HitWise researcher LeeAnn Prescott said a comparison of traffic to online newsreaders and the Web's most popular blogs indicates that only early adopters are using the newsreaders.

Antone Gonsalves, Contributor

January 19, 2007

1 Min Read

The typical U.S. Internet user has yet to adopt Web-based newsreaders for checking blogs, a Web metrics firm said Friday.

While acknowledging that her findings are not conclusive, HitWise researcher LeeAnn Prescott said a comparison of traffic to online newsreaders and the Web's most popular blogs indicates that only early adopters -- primarily businesspeople and the technology savvy " are using the newsreaders.

"The use of RSS to view blogs hasn't caught on in the mainstream," Prescott said.

RSS, or really simple syndication, is the content format sites and blogs use to publish updates over the Internet by pushing headlines or other content out to readers. In plotting traffic over the last year, Prescott found that the number of visitors to BlogLines, the most popular reader, No. 2 Rojo, and Google Reader was far below traffic to the most popular blogs by market share -- PerezHilton, Huffington Post, and Engadget.

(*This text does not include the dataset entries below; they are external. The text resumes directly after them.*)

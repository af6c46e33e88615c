//! Static HTML output.
//!
//! ## Output Structure
//!
//! ```text
//! dist/
//! ├── index.html                         # All articles, newest first
//! ├── posts/
//! │   ├── domain-driven-design/
//! │   │   └── index.html                 # Article page
//! │   └── clean-architecture/
//! │       ├── index.html
//! │       └── layers.mmd                 # Copied asset
//! ├── tags/
//! │   ├── index.html                     # Every tag with its article count
//! │   └── architecture/
//! │       └── index.html                 # Articles tagged "architecture"
//! └── diagrams/
//!     └── bounded-contexts.mmd
//! ```
//!
//! ## Markdown
//!
//! Bodies are rendered with `pulldown-cmark`, with three rewrites:
//!
//! - Fenced blocks in a diagram language become `<pre class="mermaid">`.
//! - Image embeds of a diagram file are replaced by the file's source, also
//!   as `<pre class="mermaid">`, so the diagram renders in place.
//! - Local link and image targets are rewritten to absolute URLs under
//!   `site.base_url`, since an article moves one directory deeper than its
//!   source file. Links to other content files point at their article page.
//!
//! Pages with diagrams load Mermaid from a CDN.

use super::{RenderError, RenderSummary, Renderer};
use crate::config::{ContentConfig, DiagramConfig, PipelineConfig, SiteConfig};
use crate::index::Collection;
use crate::naming;
use crate::resolve;
use crate::scan::AssetSet;
use crate::types::Document;
use maud::{DOCTYPE, Markup, PreEscaped, html};
use pulldown_cmark::{CodeBlockKind, CowStr, Event, Options, Parser, Tag, TagEnd, html as md_html};
use std::collections::hash_map::Entry;
use std::collections::{BTreeMap, HashMap};
use std::fs;
use std::path::Path;

const CSS: &str = include_str!("../../static/style.css");
const MERMAID_LOADER: &str = "import mermaid from 'https://cdn.jsdelivr.net/npm/mermaid@11/dist/mermaid.esm.min.mjs';\nmermaid.initialize({ startOnLoad: true });";

pub struct HtmlRenderer<'a> {
    site: &'a SiteConfig,
    content: &'a ContentConfig,
    diagrams: &'a DiagramConfig,
    content_root: &'a Path,
    assets: &'a AssetSet,
}

impl<'a> HtmlRenderer<'a> {
    pub fn new(config: &'a PipelineConfig, content_root: &'a Path, assets: &'a AssetSet) -> Self {
        Self {
            site: &config.site,
            content: &config.content,
            diagrams: &config.diagrams,
            content_root,
            assets,
        }
    }

    fn is_content_file(&self, path: &str) -> bool {
        Path::new(path)
            .extension()
            .is_some_and(|e| self.content.is_content_extension(&e.to_string_lossy()))
    }

    fn is_diagram_file(&self, path: &str) -> bool {
        Path::new(path)
            .extension()
            .is_some_and(|e| self.diagrams.is_diagram_extension(&e.to_string_lossy()))
    }

    fn url(&self, path: &str) -> String {
        format!("{}{}", self.site.base_url, path)
    }

    fn document_url(&self, doc: &Document) -> String {
        self.url(&format!("{}/", doc.id))
    }

    /// Assets copied through as-is: everything but content files.
    fn copied_assets(&self) -> impl Iterator<Item = &str> {
        self.assets.iter().filter(|a| !self.is_content_file(a))
    }

    fn copy_assets(&self, out_dir: &Path) -> Result<Vec<String>, RenderError> {
        let mut copied = Vec::new();
        for asset in self.copied_assets() {
            let dst = out_dir.join(asset);
            if let Some(parent) = dst.parent() {
                fs::create_dir_all(parent)?;
            }
            fs::copy(self.content_root.join(asset), &dst)?;
            copied.push(asset.to_string());
        }
        Ok(copied)
    }

    /// Claim every output path up front so two outputs never share a file.
    ///
    /// A document with id `tags`, or a root `index.html` asset, would
    /// otherwise be silently overwritten.
    fn check_output_paths(
        &self,
        collection: &Collection,
        slugs: &BTreeMap<&str, String>,
    ) -> Result<(), RenderError> {
        let mut claims = HashMap::new();
        claim(&mut claims, "index.html".into(), "the article index".into())?;
        for doc in collection.all() {
            claim(
                &mut claims,
                format!("{}/index.html", doc.id),
                format!("document {}", doc.source_path),
            )?;
        }
        claim(&mut claims, "tags/index.html".into(), "the tag list".into())?;
        for (tag, slug) in slugs {
            claim(
                &mut claims,
                format!("tags/{slug}/index.html"),
                format!("tag '{tag}'"),
            )?;
        }
        for asset in self.copied_assets() {
            claim(&mut claims, asset.to_string(), format!("asset {asset}"))?;
        }
        Ok(())
    }
}

fn claim(
    claims: &mut HashMap<String, String>,
    path: String,
    owner: String,
) -> Result<(), RenderError> {
    match claims.entry(path) {
        Entry::Occupied(taken) => Err(RenderError::OutputCollision {
            path: taken.key().clone(),
            first: taken.get().clone(),
            second: owner,
        }),
        Entry::Vacant(free) => {
            free.insert(owner);
            Ok(())
        }
    }
}

impl Renderer for HtmlRenderer<'_> {
    fn name(&self) -> &'static str {
        "html"
    }

    fn render(&self, collection: &Collection, out_dir: &Path) -> Result<RenderSummary, RenderError> {
        let slugs = tag_slugs(collection);
        self.check_output_paths(collection, &slugs)?;
        fs::create_dir_all(out_dir)?;
        let mut pages = Vec::new();

        let mut write_page = |rel: String, markup: Markup| -> Result<(), RenderError> {
            let path = out_dir.join(&rel);
            if let Some(parent) = path.parent() {
                fs::create_dir_all(parent)?;
            }
            fs::write(path, markup.into_string())?;
            pages.push(rel);
            Ok(())
        };

        write_page("index.html".into(), self.render_index(collection, &slugs))?;

        for doc in collection.all() {
            let body = self.render_body(doc)?;
            write_page(
                format!("{}/index.html", doc.id),
                self.render_document(doc, &body, &slugs),
            )?;
        }

        write_page("tags/index.html".into(), self.render_tag_list(collection, &slugs))?;
        for (tag, slug) in &slugs {
            write_page(
                format!("tags/{slug}/index.html"),
                self.render_tag_page(collection, tag, &slugs),
            )?;
        }

        let assets = self.copy_assets(out_dir)?;
        Ok(RenderSummary { pages, assets })
    }
}

/// Map each tag to a unique URL slug.
///
/// Tags differing only in case or punctuation would share a slug; later ones
/// (in tag order) get a numeric suffix.
fn tag_slugs(collection: &Collection) -> BTreeMap<&str, String> {
    let mut taken = std::collections::HashSet::new();
    let mut slugs = BTreeMap::new();
    for (tag, _) in collection.tags() {
        let base = match naming::slugify(tag) {
            s if s.is_empty() => "tag".to_string(),
            s => s,
        };
        let mut slug = base.clone();
        let mut n = 2;
        while !taken.insert(slug.clone()) {
            slug = format!("{base}-{n}");
            n += 1;
        }
        slugs.insert(tag, slug);
    }
    slugs
}

// ============================================================================
// Markdown
// ============================================================================

impl HtmlRenderer<'_> {
    /// Render a document body to HTML.
    fn render_body(&self, doc: &Document) -> Result<String, RenderError> {
        let mut events = Vec::new();
        let options = Options::ENABLE_TABLES
            | Options::ENABLE_FOOTNOTES
            | Options::ENABLE_STRIKETHROUGH
            | Options::ENABLE_TASKLISTS;
        let mut parser = Parser::new_ext(&doc.body, options);

        while let Some(event) = parser.next() {
            match event {
                Event::Start(Tag::CodeBlock(CodeBlockKind::Fenced(info)))
                    if self
                        .diagrams
                        .is_diagram_language(info.split_whitespace().next().unwrap_or("")) =>
                {
                    let mut source = String::new();
                    for inner in parser.by_ref() {
                        match inner {
                            Event::Text(text) => source.push_str(&text),
                            Event::End(TagEnd::CodeBlock) => break,
                            _ => {}
                        }
                    }
                    events.push(diagram_block(&source));
                }
                Event::Start(Tag::Image {
                    link_type,
                    dest_url,
                    title,
                    id,
                }) => match self.local_target(doc, &dest_url) {
                    Some(path) if self.is_diagram_file(&path) && self.assets.contains(&path) => {
                        // Drop the alt text; the diagram replaces the whole image.
                        for inner in parser.by_ref() {
                            if matches!(inner, Event::End(TagEnd::Image)) {
                                break;
                            }
                        }
                        let source = fs::read_to_string(self.content_root.join(&path))?;
                        events.push(diagram_block(&source));
                    }
                    target => events.push(Event::Start(Tag::Image {
                        link_type,
                        dest_url: self.rewrite(target, dest_url),
                        title,
                        id,
                    })),
                },
                Event::Start(Tag::Link {
                    link_type,
                    dest_url,
                    title,
                    id,
                }) => {
                    let target = self.local_target(doc, &dest_url);
                    events.push(Event::Start(Tag::Link {
                        link_type,
                        dest_url: self.rewrite(target, dest_url),
                        title,
                        id,
                    }));
                }
                other => events.push(other),
            }
        }

        let mut out = String::with_capacity(doc.body.len() * 3 / 2);
        md_html::push_html(&mut out, events.into_iter());
        Ok(out)
    }

    /// Content-root-relative path of a local target, if it stays in the root.
    fn local_target(&self, doc: &Document, dest_url: &str) -> Option<String> {
        resolve::local_path(dest_url).and_then(|p| resolve::normalize(&doc.source_path, &p))
    }

    fn rewrite<'e>(&self, target: Option<String>, original: CowStr<'e>) -> CowStr<'e> {
        let Some(path) = target else {
            return original;
        };
        let fragment = original.find('#').map(|i| &original[i..]).unwrap_or("");
        let url = if self.is_content_file(&path) {
            format!("{}/{fragment}", self.url(naming::document_id(Path::new(&path)).as_str()))
        } else {
            format!("{}{fragment}", self.url(&path))
        };
        CowStr::from(url)
    }
}
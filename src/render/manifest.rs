//! JSON manifest output.
//!
//! ```json
//! {
//!   "site": { "title": "Articles", "base_url": "/" },
//!   "documents": [ { "id": "posts/ddd", "title": "...", ... } ],
//!   "tags": { "ddd": ["posts/ddd"], "rust": ["posts/errors", "posts/ddd"] }
//! }
//! ```
//!
//! `documents` is in collection order (newest first) and each tag lists its
//! document ids in the same order. Nothing run-specific (timestamps, absolute
//! paths) is written, so unchanged input gives a byte-identical file.

use super::{RenderError, RenderSummary, Renderer};
use crate::config::SiteConfig;
use crate::index::Collection;
use crate::types::{Document, DocumentId};
use serde::Serialize;
use std::collections::BTreeMap;
use std::fs;
use std::path::Path;

pub const MANIFEST_FILENAME: &str = "collection.json";

#[derive(Serialize)]
struct Manifest<'a> {
    site: &'a SiteConfig,
    documents: &'a [Document],
    tags: BTreeMap<&'a str, Vec<&'a DocumentId>>,
}

pub struct ManifestRenderer {
    site: SiteConfig,
}

impl ManifestRenderer {
    pub fn new(site: SiteConfig) -> Self {
        Self { site }
    }
}

impl Renderer for ManifestRenderer {
    fn name(&self) -> &'static str {
        "json"
    }

    fn render(&self, collection: &Collection, out_dir: &Path) -> Result<RenderSummary, RenderError> {
        let tags = collection
            .tags()
            .map(|(tag, _)| (tag, collection.by_tag(tag).map(|d| &d.id).collect()))
            .collect();
        let manifest = Manifest {
            site: &self.site,
            documents: collection.all(),
            tags,
        };

        fs::create_dir_all(out_dir)?;
        let json = serde_json::to_string_pretty(&manifest)?;
        fs::write(out_dir.join(MANIFEST_FILENAME), json)?;

        Ok(RenderSummary {
            pages: vec![MANIFEST_FILENAME.to_string()],
            assets: Vec::new(),
        })
    }
}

The discrepancy is an indication that most people are heading directly to the blogs for the latest info, rather than use an online readers that aggregates information from the blogs, Prescott said. The HitWise numbers do not take into account desktop newsreaders, such as FeedDemon, or aggregators supplied by portals, such as Yahoo.

The charts, which are posted on Prescott's blog, are an indication that the bigger disruption from the growth of blogging is not in how the news is delivered, but where we go to get it, the researcher said.